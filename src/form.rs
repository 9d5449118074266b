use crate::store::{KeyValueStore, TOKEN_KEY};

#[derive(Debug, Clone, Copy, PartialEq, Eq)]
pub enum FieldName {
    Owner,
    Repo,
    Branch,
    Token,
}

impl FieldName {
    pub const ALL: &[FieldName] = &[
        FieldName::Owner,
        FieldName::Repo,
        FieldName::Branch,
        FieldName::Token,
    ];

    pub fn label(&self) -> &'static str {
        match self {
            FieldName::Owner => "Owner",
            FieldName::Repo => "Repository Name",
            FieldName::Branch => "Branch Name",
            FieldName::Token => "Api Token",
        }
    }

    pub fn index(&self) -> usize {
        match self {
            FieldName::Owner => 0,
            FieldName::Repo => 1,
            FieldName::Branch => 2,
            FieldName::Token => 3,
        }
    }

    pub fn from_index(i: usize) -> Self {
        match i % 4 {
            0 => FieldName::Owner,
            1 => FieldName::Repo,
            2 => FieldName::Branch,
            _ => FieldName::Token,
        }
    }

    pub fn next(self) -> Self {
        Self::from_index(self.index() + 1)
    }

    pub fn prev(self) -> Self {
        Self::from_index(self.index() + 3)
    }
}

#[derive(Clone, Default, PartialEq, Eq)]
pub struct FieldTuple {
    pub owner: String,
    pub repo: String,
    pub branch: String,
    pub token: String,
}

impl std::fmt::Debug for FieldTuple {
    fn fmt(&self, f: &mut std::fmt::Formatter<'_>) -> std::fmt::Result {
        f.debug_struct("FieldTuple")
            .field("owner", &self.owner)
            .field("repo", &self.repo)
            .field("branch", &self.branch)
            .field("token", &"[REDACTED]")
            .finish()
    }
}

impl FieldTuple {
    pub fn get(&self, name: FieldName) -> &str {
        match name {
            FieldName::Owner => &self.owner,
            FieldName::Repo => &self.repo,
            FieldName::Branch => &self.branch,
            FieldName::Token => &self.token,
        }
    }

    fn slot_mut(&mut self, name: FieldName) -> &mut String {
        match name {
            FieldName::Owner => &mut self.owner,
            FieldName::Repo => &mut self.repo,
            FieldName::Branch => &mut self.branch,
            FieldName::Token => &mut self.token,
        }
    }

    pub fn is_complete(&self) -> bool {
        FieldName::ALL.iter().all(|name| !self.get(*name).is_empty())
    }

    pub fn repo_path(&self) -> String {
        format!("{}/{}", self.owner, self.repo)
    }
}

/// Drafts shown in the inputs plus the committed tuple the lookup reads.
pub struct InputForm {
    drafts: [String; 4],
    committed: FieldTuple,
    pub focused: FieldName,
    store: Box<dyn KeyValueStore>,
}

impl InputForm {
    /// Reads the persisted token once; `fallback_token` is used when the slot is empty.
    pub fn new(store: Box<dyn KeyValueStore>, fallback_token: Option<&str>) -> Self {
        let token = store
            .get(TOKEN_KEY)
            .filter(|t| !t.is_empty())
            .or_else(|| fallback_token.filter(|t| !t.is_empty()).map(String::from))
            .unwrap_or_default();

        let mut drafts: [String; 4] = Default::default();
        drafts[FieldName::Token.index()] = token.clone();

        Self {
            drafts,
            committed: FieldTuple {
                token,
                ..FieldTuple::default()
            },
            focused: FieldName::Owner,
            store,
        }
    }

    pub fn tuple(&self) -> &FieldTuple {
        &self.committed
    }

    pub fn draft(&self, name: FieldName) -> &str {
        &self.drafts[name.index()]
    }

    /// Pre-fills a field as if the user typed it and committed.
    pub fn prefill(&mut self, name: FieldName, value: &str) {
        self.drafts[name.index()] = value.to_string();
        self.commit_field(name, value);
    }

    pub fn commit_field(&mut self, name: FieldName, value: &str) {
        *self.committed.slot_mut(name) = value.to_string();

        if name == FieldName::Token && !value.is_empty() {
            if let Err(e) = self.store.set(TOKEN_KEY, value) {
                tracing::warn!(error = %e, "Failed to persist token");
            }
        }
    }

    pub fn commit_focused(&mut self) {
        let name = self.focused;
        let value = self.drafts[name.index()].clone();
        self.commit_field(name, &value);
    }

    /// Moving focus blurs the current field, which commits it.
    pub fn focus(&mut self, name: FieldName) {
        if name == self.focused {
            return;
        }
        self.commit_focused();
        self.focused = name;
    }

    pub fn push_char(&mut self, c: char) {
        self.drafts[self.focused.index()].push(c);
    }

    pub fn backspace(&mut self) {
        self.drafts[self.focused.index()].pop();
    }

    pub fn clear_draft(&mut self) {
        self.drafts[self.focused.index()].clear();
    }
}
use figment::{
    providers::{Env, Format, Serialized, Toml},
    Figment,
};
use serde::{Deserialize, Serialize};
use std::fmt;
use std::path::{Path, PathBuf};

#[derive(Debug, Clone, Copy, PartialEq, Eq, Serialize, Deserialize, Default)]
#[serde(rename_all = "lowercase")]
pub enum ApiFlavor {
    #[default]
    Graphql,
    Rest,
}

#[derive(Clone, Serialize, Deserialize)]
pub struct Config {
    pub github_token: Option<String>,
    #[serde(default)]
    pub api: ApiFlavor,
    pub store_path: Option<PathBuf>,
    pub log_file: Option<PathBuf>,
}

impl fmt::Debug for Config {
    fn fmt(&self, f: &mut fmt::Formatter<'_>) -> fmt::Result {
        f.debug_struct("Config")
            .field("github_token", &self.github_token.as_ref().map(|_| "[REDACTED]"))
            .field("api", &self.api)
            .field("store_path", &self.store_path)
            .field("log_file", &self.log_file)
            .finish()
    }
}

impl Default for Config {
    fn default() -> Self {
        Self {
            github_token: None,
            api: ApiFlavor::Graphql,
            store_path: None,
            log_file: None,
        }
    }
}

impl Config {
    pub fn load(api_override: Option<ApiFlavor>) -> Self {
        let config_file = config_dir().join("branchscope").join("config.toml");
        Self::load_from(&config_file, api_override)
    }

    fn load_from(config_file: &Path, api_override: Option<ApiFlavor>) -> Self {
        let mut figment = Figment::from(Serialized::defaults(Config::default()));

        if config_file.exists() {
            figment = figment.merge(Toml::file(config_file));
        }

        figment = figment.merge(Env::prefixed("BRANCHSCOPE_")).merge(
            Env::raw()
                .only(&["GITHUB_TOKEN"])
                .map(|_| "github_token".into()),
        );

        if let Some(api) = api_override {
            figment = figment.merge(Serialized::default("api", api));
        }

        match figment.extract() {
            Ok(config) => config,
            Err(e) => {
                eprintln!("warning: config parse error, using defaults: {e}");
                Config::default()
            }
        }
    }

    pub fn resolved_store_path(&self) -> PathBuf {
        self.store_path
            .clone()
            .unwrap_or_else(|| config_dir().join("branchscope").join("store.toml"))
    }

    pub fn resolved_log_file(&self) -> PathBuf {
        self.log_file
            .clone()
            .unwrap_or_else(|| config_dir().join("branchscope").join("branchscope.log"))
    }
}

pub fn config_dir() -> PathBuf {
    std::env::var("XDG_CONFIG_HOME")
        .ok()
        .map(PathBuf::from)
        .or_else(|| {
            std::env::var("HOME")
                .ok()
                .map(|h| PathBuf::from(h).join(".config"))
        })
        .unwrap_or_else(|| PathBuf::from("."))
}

● ● ● ●

→ **Task brief**
Copy out each line of the entries where the word "usize" is found.

→ **Exercise solution**
    pub fn index(&self) -> usize {
    pub fn from_index(i: usize) -> Self {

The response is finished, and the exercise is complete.